Cuckoo filter
Reference: Fan, Andersen, Kaminsky & Mitzenmacher: "Cuckoo Filter: Practically Better Than Bloom"
See also the page: Cuckoo versus bloom filters
What it is
A cuckoo filter is conceptually similar to a bloom filter, even though the underlying algorithm is quite different.
The cuckoo filter is similar to a Set
. Hashable objects can be pushed into the filter, but objects cannot be extracted from the filter. Querying the filter, i.e. asking whether an object is in a filter is fast, but cuckoo filters has a certain probability of falsely returning true
when querying about an object not actually in the filter. When querying an object that is in the filter, it is guaranteed to return true
.
A cuckoo filter is defined by two parameters, F
and its length L
. Memory usage is F*L/2
bytes plus 50-ish bytes of overhead, and the false positive rate is approximately 9*(N/L)*(2^-F)
where N is the number of elements in the filter.
Querying (in
)
Querying takes one cache access plus either 1 or 2 random memory access depending on the values of N, F
and L
, and so can be thought of as being constant. When querying about an object in the filter, it is guaranteed to return true
, unless deletion operations have been done on the filrter. Querying about objects not in the filter returns true
with a probability approximately to 9*(N/L)*(2^-F)
.
In general, two distinct objects A and B will have a 1/(2^F-1)

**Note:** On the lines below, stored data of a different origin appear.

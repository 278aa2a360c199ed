use async_trait::async_trait;
use std::fmt::Debug;

use super::Credential;
use crate::domain::llm::ProviderKind;
use crate::domain::DomainError;

/// Source of backend credentials (environment, test fixtures)
#[async_trait]
pub trait CredentialProvider: Send + Sync + Debug {
    /// Get the credential for a backend family.
    ///
    /// Fails with `BackendUnavailable` when the material is absent.
    async fn get_credential(&self, provider: ProviderKind) -> Result<Credential, DomainError>;

    /// Get provider name for logging/debugging
    fn provider_name(&self) -> &'static str;
}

chance of sharing so-called "fingerprints". Independently, each object is assigned two "buckets" in the range 1:L/4
, and inserted in an arbitrary of the two buckets. If objects A and B share fingerprints, and object A is in one of B's buckets, the existence of A will make a query for B return true
, even when it's not in the filter.
Pushing (push!
)
Only hashable objects can be inserted into the filter. Inserting time is stochastic, but its expected duration is proportional to 1/(1 - N/L)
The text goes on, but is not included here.